Agriculture needs the technology which enables creation of genetically-modified organisms (GMOs) in order to feed a growing number of people going hungry and meet their nutrition demands at lower costs, said a Nobel laureate.
“The GMOs are not dangerous for people though they have a wrong perception about it,” said Richard John Roberts, who was awarded the 1993 Nobel Prize in medicine along with Phillip Allen Sharp for the discovery of introns in eukaryotic DNA and the mechanism of gene-splicing.
“Moreover, the GMO-approach is much safer and much better than traditional agriculture,” he said, adding that traditional methods also create some problems.
He was speaking at a programme organised by the ACI in its Dhaka office on Thursday.
Organisms are genetically modified to either control or develop particular qualities, such as making disease and pest-resistant crops.
The British biochemist and molecular biologist said some people, including Europeans, were running an anti-GMO movement in some countries although 141 Nobel laureates have examined and found no threat associated with the GMO technology.
“So, why will we go by bus to a destination instead of airplane? In the same way, why won't we introduce GMO technology that will give us huge production in a short span of time?”
The Nobel laureate cited an example of the benefits of the GMO technology. In Uganda, GM bananas account for 30 percent of the calorie intake as the native species were killed by a bacterial disease, Roberts said, adding that many African countries were now adopting GMO technologies to grow banana and papaya.
“We have a lot of politicians worldwide who are not scientifically educated to decide.
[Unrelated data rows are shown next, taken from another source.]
//! Client-side countdown model.
//!
//! The dashboard embeds each boss's remaining seconds and a small script
//! ticks them down once per second without contacting the server. This type
//! is the same state machine in Rust so the rule can be tested: the respawn
//! counter runs to zero first, then the window counter takes over.

use serde::Serialize;

use crate::timer::{format_remaining, DerivedTimerView};

#[derive(Debug, Clone, Copy, PartialEq, Eq, Serialize)]
pub struct Countdown {
    pub respawn_secs: Option<i64>,
    pub window_secs: Option<i64>,
}

impl Countdown {
    pub fn new(respawn_secs: Option<i64>, window_secs: Option<i64>) -> Self {
        Self {
            respawn_secs,
            window_secs,
        }
    }

    /// Seed from a server-computed view.
    pub fn from_view(view: &DerivedTimerView) -> Self {
        Self::new(view.respawn_remaining_secs, view.window_remaining_secs)
    }

    /// Advance one second.
    pub fn tick(self) -> Self {
        match (self.respawn_secs, self.window_secs) {
            (Some(r), w) if r > 0 => Self::new(Some(r - 1), w.map(|w| w - 1)),
            (r, Some(w)) if w > 0 => Self::new(r, Some(w - 1)),
            _ => self,
        }
    }

    /// Advance `n` seconds.
    pub fn advance(self, n: u32) -> Self {
        (0..n).fold(self, |c, _| c.tick())
    }

    /// `(respawn, window)` strings using the dashboard formatting rule.
    pub fn display(&self) -> (String, String) {
        (
            format_remaining(self.respawn_secs),
            format_remaining(self.window_secs),
        )
    }

    /// True once both counters have run out (or never had data).
    pub fn is_finished(&self) -> bool {
        self.respawn_secs.map_or(true, |r| r <= 0) && self.window_secs.map_or(true, |w| w <= 0)
    }
}

#[cfg(test)]
mod tests {
    use super::*;

    #[test]
    fn respawn_counts_down_first() {
        let c = Countdown::new(Some(2), Some(302)).tick();
        assert_eq!(c, Countdown::new(Some(1), Some(301)));
        assert_eq!(c.display(), ("00:00:01".to_string(), "00:05:01".to_string()));
    }

    #[test]
    fn switches_to_window_after_respawn_reaches_zero() {
        let c = Countdown::new(Some(1), Some(301)).advance(2);
        assert_eq!(c, Countdown::new(Some(0), Some(299)));
        assert_eq!(c.display().0, "Ready!");
        assert_eq!(c.display().1, "00:04:59");
    }

    #[test]
    fn stops_at_zero() {
        let c = Countdown::new(Some(1), Some(2)).advance(10);
        assert_eq!(c, Countdown::new(Some(0), Some(0)));
        assert!(c.is_finished());
        assert_eq!(c.display(), ("Ready!".to_string(), "Ready!".to_string()));
    }

    #[test]
    fn already_due_only_ticks_window() {
        let c = Countdown::new(Some(-30), Some(270)).tick();
        assert_eq!(c, Countdown::new(Some(-30), Some(269)));
    }

    #[test]
    fn absent_data_never_changes() {
        let c = Countdown::new(None, None).advance(5);
        assert_eq!(c, Countdown::new(None, None));
        assert!(c.is_finished());
        assert_eq!(c.display(), ("N/A".to_string(), "N/A".to_string()));
    }
}
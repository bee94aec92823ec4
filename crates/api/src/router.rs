//! Shared application router builder.
//!
//! Provides [`build_app_router`] so both the production binary (`main.rs`)
//! and integration tests (`tests/common/mod.rs`) use the exact same
//! middleware stack.

use std::time::Duration;

use axum::http::header::CONTENT_TYPE;
use axum::http::{HeaderName, HeaderValue, Method, StatusCode};
use axum::Router;
use tower_http::catch_panic::CatchPanicLayer;
use tower_http::cors::CorsLayer;
use tower_http::request_id::{MakeRequestUuid, PropagateRequestIdLayer, SetRequestIdLayer};
use tower_http::timeout::TimeoutLayer;
use tower_http::trace::{DefaultMakeSpan, DefaultOnResponse, TraceLayer};
use tracing::Level;

use crate::config::{ConfigError, ServerConfig};
use crate::routes;
use crate::state::AppState;

/// Build the full application [`Router`] with all middleware layers.
///
/// The middleware stack is applied bottom-up:
///
/// 1. CORS
/// 2. Set request ID on incoming requests
/// 3. Structured request/response tracing
/// 4. Propagate request ID to response
/// 5. Request timeout
/// 6. Panic recovery (catch panics, return 500)
pub fn build_app_router(state: AppState) -> Result<Router, ConfigError> {
    let cors = build_cors_layer(&state.config)?;
    let request_id_header = HeaderName::from_static("x-request-id");
    let timeout = Duration::from_secs(state.config.request_timeout_secs);

    let router = Router::new()
        // Health check at root level (not under /api/v1).
        .merge(routes::health::router())
        // HTML pages.
        .merge(routes::page_routes())
        // JSON data.
        .nest("/api/v1", routes::api_routes())
        // -- Middleware stack (applied bottom-up) --
        .layer(CatchPanicLayer::new())
        .layer(TimeoutLayer::with_status_code(
            StatusCode::REQUEST_TIMEOUT,
            timeout,
        ))
        .layer(PropagateRequestIdLayer::new(request_id_header.clone()))
        .layer(
            TraceLayer::new_for_http()
                .make_span_with(DefaultMakeSpan::new().level(Level::INFO))
                .on_response(DefaultOnResponse::new().level(Level::INFO)),
        )
        .layer(SetRequestIdLayer::new(request_id_header, MakeRequestUuid))
        .layer(cors)
        .with_state(state);

    Ok(router)
}

/// Build the CORS layer for the JSON endpoints.
///
/// Fails if any configured origin is not a valid header value.
pub fn build_cors_layer(config: &ServerConfig) -> Result<CorsLayer, ConfigError> {
    let origins = config
        .cors_origins
        .iter()
        .map(|o| {
            o.parse().map_err(|_| ConfigError::InvalidVar {
                var: "CORS_ORIGINS",
                expected: "origin list",
                value: o.clone(),
            })
        })
        .collect::<Result<Vec<HeaderValue>, _>>()?;

    Ok(CorsLayer::new()
        .allow_origin(origins)
        .allow_methods([Method::GET, Method::POST])
        .allow_headers([CONTENT_TYPE])
        .allow_credentials(true)
        .max_age(Duration::from_secs(3600)))
}
//! Shared response envelope types for the JSON endpoints.
//!
//! JSON responses use a `{ "data": ... }` envelope. HTML pages are rendered
//! through [`crate::views::Views`] instead.

use serde::Serialize;

/// Standard `{ "data": T }` response envelope.
#[derive(Debug, Serialize)]
pub struct DataResponse<T: Serialize> {
    pub data: T,
}
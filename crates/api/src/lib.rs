//! Boss respawn timer server library.
//!
//! Exposes the building blocks (config, state, sessions, views, routes) so
//! integration tests and the binary entrypoint can both access them.

pub mod auth;
pub mod background;
pub mod config;
pub mod error;
pub mod flash;
pub mod handlers;
pub mod middleware;
pub mod response;
pub mod router;
pub mod routes;
pub mod state;
pub mod views;
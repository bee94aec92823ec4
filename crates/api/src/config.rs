use std::path::PathBuf;
use std::sync::Arc;

use chrono::{Duration, Utc};
use respawn_core::catalog::BossCatalog;
use respawn_core::credentials::CredentialTable;
use respawn_core::error::CoreError;

/// Startup configuration failures.
#[derive(Debug, thiserror::Error)]
pub enum ConfigError {
    #[error("{var} must be a valid {expected}, got '{value}'")]
    InvalidVar {
        var: &'static str,
        expected: &'static str,
        value: String,
    },

    #[error("Failed to read boss catalog {}: {source}", path.display())]
    CatalogRead {
        path: PathBuf,
        #[source]
        source: std::io::Error,
    },

    #[error("Invalid boss catalog: {0}")]
    Catalog(#[source] CoreError),

    #[error("Invalid CLAN_USERS: {0}")]
    Credentials(#[source] CoreError),
}

/// Server configuration loaded from environment variables.
///
/// All fields have defaults suitable for running the clan's setup
/// locally. The boss catalog and credential table are built once here and
/// shared read-only for the life of the process.
#[derive(Debug, Clone)]
pub struct ServerConfig {
    /// Bind address (default: `0.0.0.0`).
    pub host: String,
    /// Bind port (default: `3000`).
    pub port: u16,
    /// Allowed CORS origins for the JSON endpoints.
    pub cors_origins: Vec<String>,
    /// HTTP request timeout in seconds (default: `30`).
    pub request_timeout_secs: u64,
    /// Path of the JSON timer file (default: `bosses.json`).
    pub timers_file: PathBuf,
    /// Session lifetime (default: 720 minutes).
    pub session_ttl: Duration,
    /// Mark cookies `Secure` (default: `false`).
    pub cookie_secure: bool,
    pub catalog: Arc<BossCatalog>,
    pub credentials: Arc<CredentialTable>,
}

impl ServerConfig {
    /// Load configuration from environment variables with defaults.
    ///
    /// | Env Var                | Default                    |
    /// |------------------------|----------------------------|
    /// | `HOST`                 | `0.0.0.0`                  |
    /// | `PORT`                 | `3000`                     |
    /// | `CORS_ORIGINS`         | `http://localhost:5173`    |
    /// | `REQUEST_TIMEOUT_SECS` | `30`                       |
    /// | `TIMERS_FILE`          | `bosses.json`              |
    /// | `BOSS_CATALOG_FILE`    | built-in catalog           |
    /// | `CLAN_USERS`           | built-in `user:pass` list  |
    /// | `SESSION_TTL_MINS`     | `720`                      |
    /// | `COOKIE_SECURE`        | `false`                    |
    pub fn from_env() -> Result<Self, ConfigError> {
        let host = env_or("HOST", "0.0.0.0");
        let port: u16 = parse_env("PORT", "3000", "u16")?;

        let cors_origins: Vec<String> = env_or("CORS_ORIGINS", "http://localhost:5173")
            .split(',')
            .map(|s| s.trim().to_string())
            .filter(|s| !s.is_empty())
            .collect();

        let request_timeout_secs: u64 = parse_env("REQUEST_TIMEOUT_SECS", "30", "u64")?;
        let timers_file = PathBuf::from(env_or("TIMERS_FILE", "bosses.json"));

        let session_ttl = session_ttl(parse_env("SESSION_TTL_MINS", "720", "i64")?)?;

        let cookie_secure: bool = parse_env("COOKIE_SECURE", "false", "bool")?;

        let catalog = match std::env::var("BOSS_CATALOG_FILE") {
            Ok(path) if !path.trim().is_empty() => load_catalog(PathBuf::from(path))?,
            _ => BossCatalog::default(),
        };

        let credentials = match std::env::var("CLAN_USERS") {
            Ok(spec) if !spec.trim().is_empty() => {
                CredentialTable::parse(&spec).map_err(ConfigError::Credentials)?
            }
            _ => CredentialTable::default(),
        };

        Ok(Self {
            host,
            port,
            cors_origins,
            request_timeout_secs,
            timers_file,
            session_ttl,
            cookie_secure,
            catalog: Arc::new(catalog),
            credentials: Arc::new(credentials),
        })
    }
}

fn env_or(var: &str, default: &str) -> String {
    std::env::var(var).unwrap_or_else(|_| default.into())
}

fn parse_env<T: std::str::FromStr>(
    var: &'static str,
    default: &str,
    expected: &'static str,
) -> Result<T, ConfigError> {
    let value = env_or(var, default);
    value
        .trim()
        .parse()
        .map_err(|_| ConfigError::InvalidVar {
            var,
            expected,
            value,
        })
}

/// Session lifetime from `SESSION_TTL_MINS`. Must be positive and keep
/// expiry times within the representable date range.
fn session_ttl(mins: i64) -> Result<Duration, ConfigError> {
    Duration::try_minutes(mins)
        .filter(|ttl| mins > 0 && Utc::now().checked_add_signed(*ttl).is_some())
        .ok_or_else(|| ConfigError::InvalidVar {
            var: "SESSION_TTL_MINS",
            expected: "positive number of minutes within the supported date range",
            value: mins.to_string(),
        })
}

fn load_catalog(path: PathBuf) -> Result<BossCatalog, ConfigError> {
    let json = std::fs::read_to_string(&path)
        .map_err(|source| ConfigError::CatalogRead { path: path.clone(), source })?;
    let catalog = BossCatalog::from_json(&json).map_err(ConfigError::Catalog)?;
    tracing::info!(path = %path.display(), bosses = catalog.len(), "Loaded boss catalog");
    Ok(catalog)
}
//! Periodic removal of expired login sessions.
//!
//! Expired sessions are already ignored on lookup; this job keeps the map
//! from growing with sessions whose owners never come back.

use std::sync::Arc;
use std::time::Duration;

use tokio_util::sync::CancellationToken;

use crate::auth::session::SessionManager;

/// How often the purge job runs.
pub const PURGE_INTERVAL: Duration = Duration::from_secs(300); // 5 minutes

/// Run the session purge loop until `cancel` is triggered.
pub async fn run(sessions: Arc<SessionManager>, period: Duration, cancel: CancellationToken) {
    tracing::info!(interval_secs = period.as_secs(), "Session purge job started");

    let mut interval = tokio::time::interval(period);

    loop {
        tokio::select! {
            _ = cancel.cancelled() => {
                tracing::info!("Session purge job stopping");
                break;
            }
            _ = interval.tick() => {
                let purged = sessions.purge_expired().await;
                if purged > 0 {
                    tracing::info!(purged, "Session purge: removed expired sessions");
                } else {
                    tracing::debug!("Session purge: nothing to remove");
                }
            }
        }
    }
}
use std::path::PathBuf;

/// Failures of the timer file.
#[derive(Debug, thiserror::Error)]
pub enum StoreError {
    /// The file or its directory could not be read or written.
    #[error("Timer store I/O error at {}: {source}", path.display())]
    Io {
        path: PathBuf,
        #[source]
        source: std::io::Error,
    },

    /// The file exists but is not a valid timer map.
    #[error("Timer store at {} is corrupt: {source}", path.display())]
    Corrupt {
        path: PathBuf,
        #[source]
        source: serde_json::Error,
    },

    /// A stored kill time could not be parsed.
    #[error("Invalid kill time '{value}' stored for boss '{boss}'")]
    InvalidTimestamp { boss: String, value: String },

    /// The boss is not in the catalog.
    #[error("Unknown boss '{0}'")]
    UnknownBoss(String),
}

impl StoreError {
    pub(crate) fn io(path: impl Into<PathBuf>, source: std::io::Error) -> Self {
        Self::Io {
            path: path.into(),
            source,
        }
    }
}
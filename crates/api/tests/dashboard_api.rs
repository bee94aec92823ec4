//! Integration tests for the dashboard page.

mod common;

use axum::http::header::CONTENT_TYPE;
use axum::http::StatusCode;
use chrono::{Duration, Utc};
use common::{body_string, get, get_with_cookie, seed_timers, set_cookies};
use respawn_core::time_format::format_stored;

#[tokio::test]
async fn dashboard_renders_every_boss() {
    let dir = tempfile::tempdir().unwrap();
    let app = common::build_test_app(&dir);

    let response = get(app, "/").await;
    assert_eq!(response.status(), StatusCode::OK);
    assert!(response
        .headers()
        .get(CONTENT_TYPE)
        .unwrap()
        .to_str()
        .unwrap()
        .starts_with("text/html"));

    let html = body_string(response).await;
    assert!(html.contains("Boss Respawn Timers"));
    for boss in ["170", "180", "210", "215"] {
        assert!(html.contains(&format!(r#"href="/reset/{boss}""#)), "missing {boss}");
    }
    assert!(html.contains("No bosses are up right now."));
    assert!(html.contains(r#"<a href="/login">Log in</a>"#));
}

#[tokio::test]
async fn dashboard_shows_due_boss_and_recorder() {
    let dir = tempfile::tempdir().unwrap();
    let kill = Utc::now() - Duration::hours(3);
    let seed = serde_json::json!({
        "170": { "killTime": format_stored(kill), "user": "dontcallmeblack" },
        "180": null,
        "210": null,
        "215": null,
    });
    seed_timers(&dir, &seed.to_string());
    let app = common::build_test_app(&dir);

    let html = body_string(get(app, "/").await).await;
    assert!(html.contains(r#"<tr class="due""#));
    assert!(html.contains("dontcallmeblack"));
    assert!(html.contains("Ready!"));
    assert!(html.contains(&kill.format("%Y-%m-%d %H:%M UTC").to_string()));
}

#[tokio::test]
async fn flash_notice_is_shown_once_and_cleared() {
    let dir = tempfile::tempdir().unwrap();
    let app = common::build_test_app(&dir);

    let response = get_with_cookie(app.clone(), "/", Some("respawn_flash=reset.1")).await;
    assert!(set_cookies(&response)
        .iter()
        .any(|c| c.starts_with("respawn_flash=;") && c.contains("Max-Age=0")));

    let html = body_string(response).await;
    assert!(html.contains("180 timer reset!"));

    let html = body_string(get(app, "/").await).await;
    assert!(!html.contains("timer reset!"));
}

#[tokio::test]
async fn forged_flash_code_is_ignored() {
    let dir = tempfile::tempdir().unwrap();
    let app = common::build_test_app(&dir);

    let response = get_with_cookie(app, "/", Some("respawn_flash=reset.42")).await;
    assert_eq!(response.status(), StatusCode::OK);

    let html = body_string(response).await;
    assert!(!html.contains("class=\"flash "));
}

#[tokio::test]
async fn malformed_retired_entry_does_not_break_dashboard() {
    let dir = tempfile::tempdir().unwrap();
    seed_timers(
        &dir,
        r#"{"170": null, "180": null, "210": null, "215": null, "retired": "garbage"}"#,
    );
    let app = common::build_test_app(&dir);

    let response = get(app.clone(), "/").await;
    assert_eq!(response.status(), StatusCode::OK);

    let response = get(app, "/api/v1/timers").await;
    assert_eq!(response.status(), StatusCode::OK);
}

#[tokio::test]
async fn kill_stored_at_end_of_time_range_still_renders() {
    let dir = tempfile::tempdir().unwrap();
    seed_timers(
        &dir,
        r#"{"170": {"killTime": "+262142-12-31T23:59:00", "user": "neveon"}, "180": null, "210": null, "215": null}"#,
    );
    let app = common::build_test_app(&dir);

    let response = get(app, "/").await;
    assert_eq!(response.status(), StatusCode::OK);
    let html = body_string(response).await;
    assert!(html.contains("neveon"));
}
//! Route definitions for logging in and out.

use axum::routing::get;
use axum::Router;

use crate::handlers::auth;
use crate::state::AppState;

/// ```text
/// GET  /login    -> login_page
/// POST /login    -> login
/// GET  /logout   -> logout
/// ```
pub fn router() -> Router<AppState> {
    Router::new()
        .route("/login", get(auth::login_page).post(auth::login))
        .route("/logout", get(auth::logout))
}
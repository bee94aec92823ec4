//! Route definitions for the JSON timer data.

use axum::routing::get;
use axum::Router;

use crate::handlers::timers;
use crate::state::AppState;

/// Routes mounted at `/api/v1`.
pub fn router() -> Router<AppState> {
    Router::new()
        .route("/timers", get(timers::list_timers))
        .route("/bosses", get(timers::list_bosses))
}
//! Handlers for logging in and out.

use axum::extract::State;
use axum::http::header::SET_COOKIE;
use axum::http::{HeaderMap, StatusCode};
use axum::response::{AppendHeaders, IntoResponse, Response};
use axum::Form;
use respawn_core::error::CoreError;
use serde::Deserialize;

use crate::auth::cookies::{clear_cookie, read_cookie, session_cookie, SESSION_COOKIE};
use crate::error::AppResult;
use crate::flash::{Flash, FlashMessage};
use crate::middleware::auth::PendingFlash;
use crate::state::AppState;
use crate::views::LoginPage;

// ---------------------------------------------------------------------------
// Request types
// ---------------------------------------------------------------------------

/// Form body for `POST /login`.
#[derive(Debug, Deserialize)]
pub struct LoginForm {
    #[serde(default)]
    pub username: String,
    #[serde(default)]
    pub password: String,
}

// ---------------------------------------------------------------------------
// Handlers
// ---------------------------------------------------------------------------

/// GET /login
pub async fn login_page(
    State(state): State<AppState>,
    pending: PendingFlash,
) -> AppResult<Response> {
    let page = LoginPage {
        flash: pending.resolve(&state, None).map(|flash| flash.message()),
        username: String::new(),
    };
    let html = state.views.login(&page)?;
    Ok(super::html_page(StatusCode::OK, html, &pending))
}

/// POST /login
///
/// Checks the submitted credentials against the clan table. Success starts
/// a session and redirects to the dashboard; failure re-renders the form.
pub async fn login(
    State(state): State<AppState>,
    pending: PendingFlash,
    Form(input): Form<LoginForm>,
) -> AppResult<Response> {
    let username = input.username.trim();

    if username.is_empty() || input.password.is_empty() {
        return login_failed(
            &state,
            &pending,
            StatusCode::BAD_REQUEST,
            username,
            "Username and password are required.",
        );
    }

    let username = match state.credentials().authenticate(username, &input.password) {
        Ok(username) => username,
        Err(err) => {
            tracing::warn!(username, "Login failed");
            let message = match err {
                CoreError::Unauthorized(msg) => msg,
                other => other.to_string(),
            };
            return login_failed(&state, &pending, StatusCode::UNAUTHORIZED, username, &message);
        }
    };

    let session = state.sessions.create(&username).await;
    let cookie = session_cookie(
        &session.id,
        state.sessions.ttl().num_seconds(),
        state.config.cookie_secure,
    );

    let redirect =
        Flash::LoggedIn(username).redirect("/", state.catalog(), state.config.cookie_secure);
    Ok((AppendHeaders([(SET_COOKIE, cookie)]), redirect).into_response())
}

/// GET /logout
///
/// Ends the session (if any) and clears the session cookie.
pub async fn logout(State(state): State<AppState>, headers: HeaderMap) -> Response {
    if let Some(id) = read_cookie(&headers, SESSION_COOKIE) {
        state.sessions.remove(&id).await;
    }

    let redirect = Flash::LoggedOut.redirect("/", state.catalog(), state.config.cookie_secure);
    (
        AppendHeaders([(SET_COOKIE, clear_cookie(SESSION_COOKIE))]),
        redirect,
    )
        .into_response()
}

// ---------------------------------------------------------------------------
// Helpers
// ---------------------------------------------------------------------------

fn login_failed(
    state: &AppState,
    pending: &PendingFlash,
    status: StatusCode,
    username: &str,
    message: &str,
) -> AppResult<Response> {
    let page = LoginPage {
        flash: Some(FlashMessage {
            category: "danger",
            message: message.to_string(),
        }),
        username: username.to_string(),
    };
    let html = state.views.login(&page)?;
    Ok(super::html_page(status, html, pending))
}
So, a strong political will and understanding is important to ensure policy support to spread GMO.”
Along with the politicians, he said, positive messages about GMO plants have to be spread among students so that they can spread the word among their parents as well.
Roberts praised Bangladesh for having already starting the commercial cultivation of GM crop Bt brinjal and being on way to adopt another, golden rice. “It is a good sign.”
M Anis Ud Dowla, chairman of the ACI Group of Companies, said the company wants to provide better equipment and seeds to farmers. “The ACI conducts research on it.”
FH Ansarey, managing director of ACI Agribusinesses, said the ACI dreamt of making farming more enjoyable and exciting in the future.
“Educated and young people will be attracted to agriculture.”